La templanza -como la prudencia, y quizá como todas las virtudes- pertenece, pues, al arte de gozar: es un trabajo del deseo sobre sí mismo, del ser vivo sobre sí mismo. Su objetivo no es sobrepasar nuestros límites, sino respetarlos […] depende menos del deber que del sentido común. Es la prudencia aplicada a los placeres: se trata de gozar lo más posible y lo mejor posible, pero por una intensificación de la sensación o de la conciencia que se tiene de ella, y no por la multiplicación indefinida de sus objetos. ¡Pobre Don Juan por necesitar tantas mujeres! ¡Pobre alcohólico por necesitar beber tanto! ¡Pobre glotón por necesitar comer tanto!
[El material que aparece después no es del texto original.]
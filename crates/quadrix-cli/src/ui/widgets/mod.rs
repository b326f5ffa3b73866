use ratatui::{layout::Rect, widgets::Block as BlockWidget};

pub use self::{
    board_display::*, cell_display::*, next_piece_display::*, score_display::*,
};

mod board_display;
mod cell_display;
mod next_piece_display;
mod score_display;

pub mod color {
    use ratatui::style::Color;

    // The engine's 7-entry cell palette plus chrome colors.
    pub const CYAN: Color = Color::Rgb(0, 255, 255);
    pub const BLUE: Color = Color::Rgb(0, 0, 255);
    pub const ORANGE: Color = Color::Rgb(255, 165, 0);
    pub const YELLOW: Color = Color::Rgb(255, 255, 0);
    pub const GREEN: Color = Color::Rgb(0, 255, 0);
    pub const PURPLE: Color = Color::Rgb(128, 0, 128);
    pub const RED: Color = Color::Rgb(255, 0, 0);
    pub const GRAY: Color = Color::Rgb(127, 127, 127);
    pub const BLACK: Color = Color::Rgb(0, 0, 0);
    pub const WHITE: Color = Color::Rgb(255, 255, 255);
}

pub mod style {
    use quadrix_engine::CellColor;
    use ratatui::style::{Color, Style};

    use crate::ui::widgets::color;

    const fn fg_bg(fg: Color, bg: Color) -> Style {
        Style::new().fg(fg).bg(bg)
    }

    const fn bg_only(color: Color) -> Style {
        Style::new().fg(color).bg(color)
    }

    pub const DEFAULT: Style = fg_bg(color::WHITE, color::BLACK);
    pub const EMPTY: Style = bg_only(color::BLACK);
    pub const EMPTY_DOT: Style = fg_bg(color::GRAY, color::BLACK);

    #[must_use]
    pub const fn cell(cell_color: CellColor) -> Style {
        match cell_color {
            CellColor::Cyan => bg_only(color::CYAN),
            CellColor::Blue => bg_only(color::BLUE),
            CellColor::Orange => bg_only(color::ORANGE),
            CellColor::Yellow => bg_only(color::YELLOW),
            CellColor::Green => bg_only(color::GREEN),
            CellColor::Purple => bg_only(color::PURPLE),
            CellColor::Red => bg_only(color::RED),
        }
    }
}

fn block_vertical_margin(block: Option<&BlockWidget>) -> u16 {
    let dummy_rect = Rect::new(0, 0, 100, 100);
    let inner_rect = block.map_or(dummy_rect, |block| block.inner(dummy_rect));
    dummy_rect.height - inner_rect.height
}

fn block_horizontal_margin(block: Option<&BlockWidget>) -> u16 {
    let dummy_rect = Rect::new(0, 0, 100, 100);
    let inner_rect = block.map_or(dummy_rect, |block| block.inner(dummy_rect));
    dummy_rect.width - inner_rect.width
}
mod command;
mod store;
mod tui;
mod ui;

fn main() -> anyhow::Result<()> {
    command::run()
}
Epicuro enseñaba a gozar de los placeres tal y como vienen, tan fáciles de satisfacer, cuando son naturales, como calmar el cuerpo. ¿Hay algo más fácil que saciar la sed? ¿Hay algo más fácil de satisfacer que un estómago o un sexo? ¿Hay algo más limitado, más felizmente limitado, que nuestros deseos naturales y necesarios? No es el cuerpo el que es insaciable. La no limitación de los deseos, que nos condena a la carencia, a la insatisfacción o la desgracia, sólo es una enfermedad de la imaginación.
André Comte-Sponville,
Pequeño tratado de las grandes virtudes,
«La templanza», Ed. Espasa, págs. 55-56.